**What this task involves:** Each line below that carries the string "Result" must appear in the answer.

**Input data:**
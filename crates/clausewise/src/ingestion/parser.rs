//! Upload text extraction for PDF, DOCX and plain text

use sha2::{Digest, Sha256};

use crate::error::{Error, Result};
use crate::types::FileType;

/// Message returned for uploads that are not PDF, DOCX or TXT
pub const UNSUPPORTED_MESSAGE: &str = "Unsupported file type. Please upload PDF, DOCX, or TXT files.";

/// Parsed upload with extracted text
#[derive(Debug, Clone)]
pub struct ParsedDocument {
    /// File type
    pub file_type: FileType,
    /// MIME type the type was detected from (canonical when guessed)
    pub mime_type: String,
    /// Extracted text content
    pub content: String,
    /// Content hash
    pub content_hash: String,
    /// Total pages (PDF only)
    pub total_pages: Option<u32>,
}

/// Upload file parser
pub struct FileParser;

impl FileParser {
    /// Detect the file type of an upload.
    ///
    /// The MIME type sent by the client wins; a missing or generic one falls
    /// back to a guess from the filename.
    pub fn detect(filename: &str, mime: Option<&str>) -> FileType {
        if let Some(file_type) = mime
            .map(FileType::from_mime)
            .filter(FileType::is_supported)
        {
            return file_type;
        }

        if let Some(guess) = mime_guess::from_path(filename).first() {
            let file_type = FileType::from_mime(guess.essence_str());
            if file_type.is_supported() {
                return file_type;
            }
        }

        let extension = filename.rsplit('.').next().unwrap_or("");
        FileType::from_extension(extension)
    }

    /// Parse an upload and extract its text
    pub fn parse(filename: &str, mime: Option<&str>, data: &[u8]) -> Result<ParsedDocument> {
        let file_type = Self::detect(filename, mime);

        let (content, total_pages) = match file_type {
            FileType::Pdf => Self::parse_pdf(filename, data)?,
            FileType::Docx => (Self::parse_docx(filename, data)?, None),
            FileType::Txt => (Self::parse_text(filename, data)?, None),
            FileType::Unknown => {
                return Err(Error::UnsupportedFileType(UNSUPPORTED_MESSAGE.to_string()))
            }
        };

        tracing::debug!(
            filename,
            file_type = file_type.display_name(),
            chars = content.len(),
            "extracted text"
        );

        Ok(ParsedDocument {
            file_type,
            mime_type: mime
                .filter(|m| FileType::from_mime(m) == file_type)
                .unwrap_or(file_type.mime_type())
                .to_string(),
            content_hash: hash_content(&content),
            content,
            total_pages,
        })
    }

    /// Parse PDF document: each page with text is followed by a newline
    fn parse_pdf(filename: &str, data: &[u8]) -> Result<(String, Option<u32>)> {
        let pages = pdf_extract::extract_text_from_mem_by_pages(data)
            .map_err(|e| Error::file_parse(filename, e.to_string()))?;

        let mut content = String::new();
        for page in pages.iter().filter(|page| !page.trim().is_empty()) {
            content.push_str(page);
            content.push('\n');
        }

        let total_pages = lopdf::Document::load_mem(data)
            .ok()
            .map(|doc| doc.get_pages().len() as u32);

        Ok((content, total_pages))
    }

    /// Parse DOCX document: one line per paragraph
    fn parse_docx(filename: &str, data: &[u8]) -> Result<String> {
        let doc = docx_rs::read_docx(data)
            .map_err(|e| Error::file_parse(filename, e.to_string()))?;

        let mut content = String::new();

        for child in doc.document.children {
            if let docx_rs::DocumentChild::Paragraph(p) = child {
                for child in p.children {
                    if let docx_rs::ParagraphChild::Run(run) = child {
                        for child in run.children {
                            if let docx_rs::RunChild::Text(t) = child {
                                content.push_str(&t.text);
                            }
                        }
                    }
                }
                content.push('\n');
            }
        }

        Ok(content)
    }

    /// Parse plain text (strict UTF-8)
    fn parse_text(filename: &str, data: &[u8]) -> Result<String> {
        String::from_utf8(data.to_vec())
            .map_err(|e| Error::file_parse(filename, format!("invalid UTF-8: {}", e)))
    }
}

/// Hash content for change detection
fn hash_content(content: &str) -> String {
    let mut hasher = Sha256::new();
    hasher.update(content.as_bytes());
    format!("{:x}", hasher.finalize())
}
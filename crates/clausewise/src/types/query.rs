//! Request types

use serde::{Deserialize, Serialize};

/// Body of `POST /api/documents/:id/summary`
#[derive(Debug, Clone, Default, Serialize, Deserialize)]
pub struct SummaryRequest {
    /// Word limit requested from the model (default from config)
    #[serde(default)]
    pub max_words: Option<usize>,
}

/// Body of `POST /api/documents/:id/ask`
#[derive(Debug, Clone, Serialize, Deserialize)]
pub struct AskRequest {
    /// The user's question
    pub question: String,
}

/// Body of `POST /api/speech`
#[derive(Debug, Clone, Default, Serialize, Deserialize)]
pub struct SpeechRequest {
    /// Text to synthesize; null or empty yields no audio
    #[serde(default)]
    pub text: Option<String>,
}
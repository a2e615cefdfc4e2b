//! Configuration for ClauseWise

use serde::{Deserialize, Serialize};
use std::collections::HashMap;
use std::path::{Path, PathBuf};

use crate::error::{Error, Result};

/// Environment variable naming an explicit TOML config file
pub const CONFIG_PATH_ENV: &str = "CLAUSEWISE_CONFIG";

/// Main ClauseWise configuration
#[derive(Debug, Clone, Default, Serialize, Deserialize)]
#[serde(default)]
pub struct ClauseWiseConfig {
    /// Server configuration
    pub server: ServerConfig,
    /// Hosted inference configuration
    pub inference: InferenceConfig,
    /// Local analysis configuration
    pub analysis: AnalysisConfig,
    /// Offline speech configuration
    pub speech: SpeechConfig,
}

impl ClauseWiseConfig {
    /// Load configuration: defaults, then the TOML file (if any), then environment overrides.
    ///
    /// The file is taken from `CLAUSEWISE_CONFIG` when set, otherwise from
    /// `<config_dir>/clausewise/config.toml` when that file exists.
    pub fn load() -> Result<Self> {
        let mut config = match Self::config_path() {
            Some(path) => Self::from_file(&path)?,
            None => Self::default(),
        };
        config.apply_env_overrides();
        Ok(config)
    }

    /// Parse a TOML configuration file
    pub fn from_file(path: &Path) -> Result<Self> {
        let raw = std::fs::read_to_string(path).map_err(|e| {
            Error::Config(format!("Failed to read {}: {}", path.display(), e))
        })?;
        Self::from_toml(&raw)
            .map_err(|e| Error::Config(format!("{}: {}", path.display(), e)))
    }

    /// Parse configuration from a TOML string; missing keys keep their defaults
    pub fn from_toml(raw: &str) -> Result<Self> {
        toml::from_str(raw).map_err(|e| Error::Config(format!("Invalid TOML: {}", e)))
    }

    fn config_path() -> Option<PathBuf> {
        if let Ok(path) = std::env::var(CONFIG_PATH_ENV) {
            return Some(PathBuf::from(path));
        }

        dirs::config_dir()
            .map(|dir| dir.join("clausewise").join("config.toml"))
            .filter(|path| path.exists())
    }

    /// Apply `CLAUSEWISE_*` and `HF_API_KEY` environment overrides
    pub fn apply_env_overrides(&mut self) {
        if let Ok(host) = std::env::var("CLAUSEWISE_HOST") {
            self.server.host = host;
        }
        if let Some(port) = std::env::var("CLAUSEWISE_PORT")
            .ok()
            .and_then(|s| s.parse().ok())
        {
            self.server.port = port;
        }
        if let Ok(key) = std::env::var("HF_API_KEY") {
            if !key.trim().is_empty() {
                self.inference.api_key = Some(key);
            }
        }
        if let Ok(url) = std::env::var("CLAUSEWISE_INFERENCE_URL") {
            self.inference.base_url = url;
        }
        if let Ok(command) = std::env::var("CLAUSEWISE_SPEECH_COMMAND") {
            self.speech.command = command;
        }
    }
}

/// Server configuration
#[derive(Debug, Clone, Serialize, Deserialize)]
#[serde(default)]
pub struct ServerConfig {
    /// Host address
    pub host: String,
    /// Port number
    pub port: u16,
    /// Enable CORS
    pub enable_cors: bool,
    /// Maximum upload size in bytes (default: 25MB)
    pub max_upload_size: usize,
}

impl Default for ServerConfig {
    fn default() -> Self {
        Self {
            host: "0.0.0.0".to_string(),
            port: 8080,
            enable_cors: true,
            max_upload_size: 25 * 1024 * 1024,
        }
    }
}

/// Hosted inference configuration
#[derive(Debug, Clone, Serialize, Deserialize)]
#[serde(default)]
pub struct InferenceConfig {
    /// Inference API base URL; models are addressed as `{base_url}/models/{model}`
    pub base_url: String,
    /// Bearer token. Inference is disabled when unset.
    pub api_key: Option<String>,
    /// Timeout for generic queries in seconds
    pub query_timeout_secs: u64,
    /// Timeout for task generation calls in seconds
    pub generate_timeout_secs: u64,
    /// Attempts made by the retrying query
    pub max_retries: u32,
    /// Wait after a 503 (model loading) in milliseconds
    pub loading_delay_ms: u64,
    /// Wait after any other retryable failure in milliseconds
    pub retry_delay_ms: u64,
    /// Model used for each task
    pub models: ModelsConfig,
    /// Explicit redirects from a requested model name to the invoked model.
    /// Empty unless an operator configures one.
    pub backend_aliases: HashMap<String, String>,
}

impl InferenceConfig {
    /// Returns true if an API key is configured
    pub fn is_enabled(&self) -> bool {
        self.api_key
            .as_deref()
            .map(|k| !k.trim().is_empty())
            .unwrap_or(false)
    }
}

impl Default for InferenceConfig {
    fn default() -> Self {
        Self {
            base_url: "https://api-inference.huggingface.co".to_string(),
            api_key: None,
            query_timeout_secs: 30,
            generate_timeout_secs: 45,
            max_retries: 3,
            loading_delay_ms: 15_000,
            retry_delay_ms: 5_000,
            models: ModelsConfig::default(),
            backend_aliases: HashMap::new(),
        }
    }
}

/// Task to model assignment
#[derive(Debug, Clone, Serialize, Deserialize)]
#[serde(default)]
pub struct ModelsConfig {
    pub summarization: String,
    pub question_answering: String,
    pub detailed_analysis: String,
}

impl Default for ModelsConfig {
    fn default() -> Self {
        Self {
            summarization: "facebook/bart-large-cnn".to_string(),
            question_answering: "facebook/bart-large-cnn".to_string(),
            detailed_analysis: "facebook/bart-large-cnn".to_string(),
        }
    }
}

/// Local analysis configuration
#[derive(Debug, Clone, Serialize, Deserialize)]
#[serde(default)]
pub struct AnalysisConfig {
    /// Word limit requested in the summary prompt
    pub summary_max_words: usize,
    /// Characters of document text sent with a question
    pub question_context_chars: usize,
}

impl Default for AnalysisConfig {
    fn default() -> Self {
        Self {
            summary_max_words: 150,
            question_context_chars: 1500,
        }
    }
}

/// Offline speech configuration
#[derive(Debug, Clone, Serialize, Deserialize)]
#[serde(default)]
pub struct SpeechConfig {
    /// Speech engine executable (espeak-ng compatible command line)
    pub command: String,
    /// Preferred voice; the engine default is used when unset
    pub voice: Option<String>,
    /// Output volume (0.0 - 1.0)
    pub volume: f32,
    /// Short texts are padded up to this many words (~1 minute of speech)
    pub target_words: usize,
    /// Long texts are cut to this many words
    pub max_words: usize,
    /// Slowest speech rate in words per minute
    pub min_rate: u32,
    /// Fastest speech rate in words per minute
    pub max_rate: u32,
}

impl Default for SpeechConfig {
    fn default() -> Self {
        Self {
            command: "espeak-ng".to_string(),
            voice: None,
            volume: 0.9,
            target_words: 180,
            max_words: 200,
            min_rate: 120,
            max_rate: 180,
        }
    }
}

#[cfg(test)]
mod tests {
    use super::*;

    #[test]
    fn test_partial_toml_keeps_defaults() {
        let config = ClauseWiseConfig::from_toml(
            r#"
            [server]
            port = 9090

            [inference]
            max_retries = 5

            [inference.backend_aliases]
            "org/nominal-model" = "org/served-model"
            "#,
        )
        .unwrap();

        assert_eq!(config.server.port, 9090);
        assert_eq!(config.server.host, "0.0.0.0");
        assert_eq!(config.inference.max_retries, 5);
        assert_eq!(config.inference.retry_delay_ms, 5_000);
        assert_eq!(
            config.inference.backend_aliases.get("org/nominal-model").map(String::as_str),
            Some("org/served-model")
        );
        assert_eq!(config.speech.command, "espeak-ng");
    }

    #[test]
    fn test_defaults_have_no_aliases_and_no_key() {
        let config = ClauseWiseConfig::default();
        assert!(config.inference.backend_aliases.is_empty());
        assert!(!config.inference.is_enabled());
    }

    #[test]
    fn test_blank_key_is_disabled() {
        let mut config = InferenceConfig::default();
        config.api_key = Some("   ".to_string());
        assert!(!config.is_enabled());
        config.api_key = Some("hf_token".to_string());
        assert!(config.is_enabled());
    }

    #[test]
    fn test_invalid_toml_is_config_error() {
        let err = ClauseWiseConfig::from_toml("[server\nport = ").unwrap_err();
        assert!(matches!(err, Error::Config(_)));
    }
}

**Answer box:**
use crate::error::{Error, Result};
    pub fn parse(filename: &str, mime: Option<&str>, data: &[u8]) -> Result<ParsedDocument> {
    fn parse_pdf(filename: &str, data: &[u8]) -> Result<(String, Option<u32>)> {
    fn parse_docx(filename: &str, data: &[u8]) -> Result<String> {
    fn parse_text(filename: &str, data: &[u8]) -> Result<String> {
use crate::error::{Error, Result};
    pub fn load() -> Result<Self> {
    pub fn from_file(path: &Path) -> Result<Self> {
    pub fn from_toml(raw: &str) -> Result<Self> {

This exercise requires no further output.